Separato dalla famiglia in mare aperto, a causa di un terrificante uragano, il giovane scoprirà naturalmente, che in quella New York che accoglieva negli stessi anni milioni di migranti umani armati di valigia con lo spago, sogni e fame, vige la legge del più forte, del più astuto e del più crudele.

Ad oggi è giusto domandarsi se oggettivamente il Rinascimento Disney sarebbe mai esistito senza questo film, senza Don Bluth, che intuì come ormai la casa di Topolino, non facesse altro che ripetere formule trite e ritrite. Fu lui a costringere con la sua competizione il colosso ad andare oltre la sperimentazione visiva, capendo che il pubblico si era evoluto, non bastavano più canzonette e animali antropomorfi fini a se stessi, bisognava puntare a parlare del mondo, dell’uomo, delle sue tragedie e conflittualità. 

Fievel Sbarca in America da questo punto di vista, ha segnato un momento di svolta, una cesura totale con ciò che vi era prima.
Prima di quel 21 novembre 1986, in cui il pubblico fu travolto da un’animazione sicuramente molto più cupa ed impegnata e da un racconto in cui la dimensione del kolossal incontrava l’autorialità esistenzialista.

L’animazione era bene o male spensieratezza.
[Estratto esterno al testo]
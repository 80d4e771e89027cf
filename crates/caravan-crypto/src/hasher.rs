use caravan_types::{ContentRef, IntegrityHash, SubjectHash, SubjectId};

/// Domain-separated BLAKE3 hasher.
///
/// Each hasher carries a domain tag (e.g. `"caravan-record-v1"`) that is
/// prepended to every computation. This prevents cross-type collisions: a
/// record body and a ledger entry with identical bytes produce different
/// digests.
pub struct DomainHasher {
    domain: &'static str,
}

impl DomainHasher {
    /// Hasher for record logical content (integrity hashes).
    pub const RECORD: Self = Self {
        domain: "caravan-record-v1",
    };
    /// Hasher for subject identifier blinding.
    pub const SUBJECT: Self = Self {
        domain: "caravan-subject-v1",
    };
    /// Hasher for content-store addressing.
    pub const CONTENT: Self = Self {
        domain: "caravan-content-v1",
    };
    /// Hasher for ledger entries.
    pub const ENTRY: Self = Self {
        domain: "caravan-entry-v1",
    };

    /// Create a hasher with a custom domain tag.
    pub const fn new(domain: &'static str) -> Self {
        Self { domain }
    }

    /// Hash raw bytes with domain separation.
    pub fn hash(&self, data: &[u8]) -> [u8; 32] {
        let mut hasher = blake3::Hasher::new();
        hasher.update(self.domain.as_bytes());
        hasher.update(b":");
        hasher.update(data);
        *hasher.finalize().as_bytes()
    }

    /// Hash a serializable value as JSON with domain separation.
    pub fn hash_json<T: serde::Serialize>(&self, value: &T) -> Result<[u8; 32], HasherError> {
        let data =
            serde_json::to_vec(value).map_err(|e| HasherError::Serialization(e.to_string()))?;
        Ok(self.hash(&data))
    }

    /// Verify that data produces the expected digest.
    pub fn verify(&self, data: &[u8], expected: &[u8; 32]) -> bool {
        self.hash(data) == *expected
    }

    /// The domain tag used by this hasher.
    pub fn domain(&self) -> &str {
        self.domain
    }
}

/// Integrity digest of a record's unencrypted logical content.
///
/// Deterministic: the same logical content always produces the same hash,
/// independent of any encryption nondeterminism in the payload.
pub fn integrity_hash_of(logical_content: &[u8]) -> IntegrityHash {
    IntegrityHash::from_hash(DomainHasher::RECORD.hash(logical_content))
}

/// One-way blinding of a subject identifier.
///
/// Two records about the same subject blind to the same value; the raw
/// identifier is unrecoverable from the hash.
pub fn subject_hash_of(subject: &SubjectId) -> SubjectHash {
    SubjectHash::from_hash(DomainHasher::SUBJECT.hash(subject.as_str().as_bytes()))
}

/// Content-addressed reference for stored bytes.
pub fn content_ref_of(data: &[u8]) -> ContentRef {
    ContentRef::from_hash(DomainHasher::CONTENT.hash(data))
}

/// Errors from hashing operations.
#[derive(Debug, thiserror::Error, PartialEq, Eq)]
pub enum HasherError {
    #[error("serialization error: {0}")]
    Serialization(String),
}
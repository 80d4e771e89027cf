/// HTTP endpoint paths exposed by the anchoring gateway.
pub mod endpoints {
    pub const SYNC_RECORDS: &str = "/v1/sync/records";
    pub const VERIFY: &str = "/v1/verify";
    pub const HEALTH: &str = "/v1/health";
    pub const INFO: &str = "/v1/info";

    /// Verification path for a specific record hash.
    pub fn verify_path(record_hash_hex: &str) -> String {
        format!("{VERIFY}/{record_hash_hex}")
    }
}

/// Health check response.
#[derive(Clone, Debug, serde::Serialize, serde::Deserialize)]
pub struct HealthResponse {
    pub status: String,
    pub version: String,
    pub protocol_version: u32,
}

impl Default for HealthResponse {
    fn default() -> Self {
        Self {
            status: "ok".into(),
            version: env!("CARGO_PKG_VERSION").into(),
            protocol_version: super::message::PROTOCOL_VERSION,
        }
    }
}

#[cfg(test)]
mod tests {
    use super::*;

    #[test]
    fn health_response_defaults() {
        let h = HealthResponse::default();
        assert_eq!(h.status, "ok");
        assert_eq!(h.protocol_version, 1);
    }

    #[test]
    fn endpoint_paths() {
        assert_eq!(endpoints::SYNC_RECORDS, "/v1/sync/records");
        assert_eq!(endpoints::HEALTH, "/v1/health");
        assert_eq!(endpoints::verify_path("abcd"), "/v1/verify/abcd");
    }
}
//! Content-addressed blob storage boundary for Caravan.
//!
//! The gateway anchors every accepted record's canonical bytes here and
//! receives a [`ContentRef`](caravan_types::ContentRef) derived from the
//! content itself. In production this boundary fronts a real
//! content-addressed network; the in-memory implementation ships for tests,
//! demos, and embedding.
//!
//! # Design Rules
//!
//! 1. Blobs are immutable once written (content-addressing guarantees this).
//! 2. `put` is idempotent: the same bytes always yield the same reference.
//! 3. Concurrent reads are always safe.
//! 4. The store never interprets blob contents.

pub mod error;
pub mod memory;
pub mod traits;

pub use error::{StoreError, StoreResult};
pub use memory::InMemoryContentStore;
pub use traits::ContentStore;
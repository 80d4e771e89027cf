use caravan_types::ContentRef;

/// Errors from content store operations.
#[derive(Debug, thiserror::Error)]
pub enum StoreError {
    /// The requested blob was not found.
    #[error("content not found: {0}")]
    NotFound(ContentRef),

    /// Content digest mismatch on read (data corruption).
    #[error("digest mismatch for {reference}: computed {computed}")]
    DigestMismatch {
        reference: ContentRef,
        computed: String,
    },

    /// Attempted to store an empty blob.
    #[error("cannot store empty content")]
    EmptyContent,

    /// I/O error from the underlying storage backend.
    #[error("I/O error: {0}")]
    Io(#[from] std::io::Error),
}

/// Result alias for store operations.
pub type StoreResult<T> = Result<T, StoreError>;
Invece con Fievel, grazie anche alle straordinarie musiche di James Horner, Barry Mann e Cynthia Weil, la sceneggiatura di Judy Freudberg e Tony Geiss, fu capace di spingersi oltre, di parlarci di quale tragedia immane era lasciare la propria terra, le proprie radici, dover accettare un destino in cui la propria cultura, persino il proprio cognome, venivano modificate, trasformate. Il tutto ad uso e consumo di un paese che ancora oggi insegue il miraggio di un melting pot non solo di facciata.

Grazie a Bluth, davanti ai nostri occhi vi fu il palesarsi della metafora animalesca sulla tribolazione del proletariato, degli operai distrutti dalle angherie, dagli industriali, sulle fatiche immani dei migranti in fuga dalla povertà.

Da questo punto di vista, Fievel Sbarca in America è stato un precursore, è stato motore di un rinnovamento semantico e semiotico incredibile, forse mai abbastanza sottolineato, forse per la sferzante opera decostruzione storica e di demitizzazione del sogno americano che ha sempre portato con sé. Qualcosa che al pubblico a stelle e strisce forse non piacerà mai del tutto.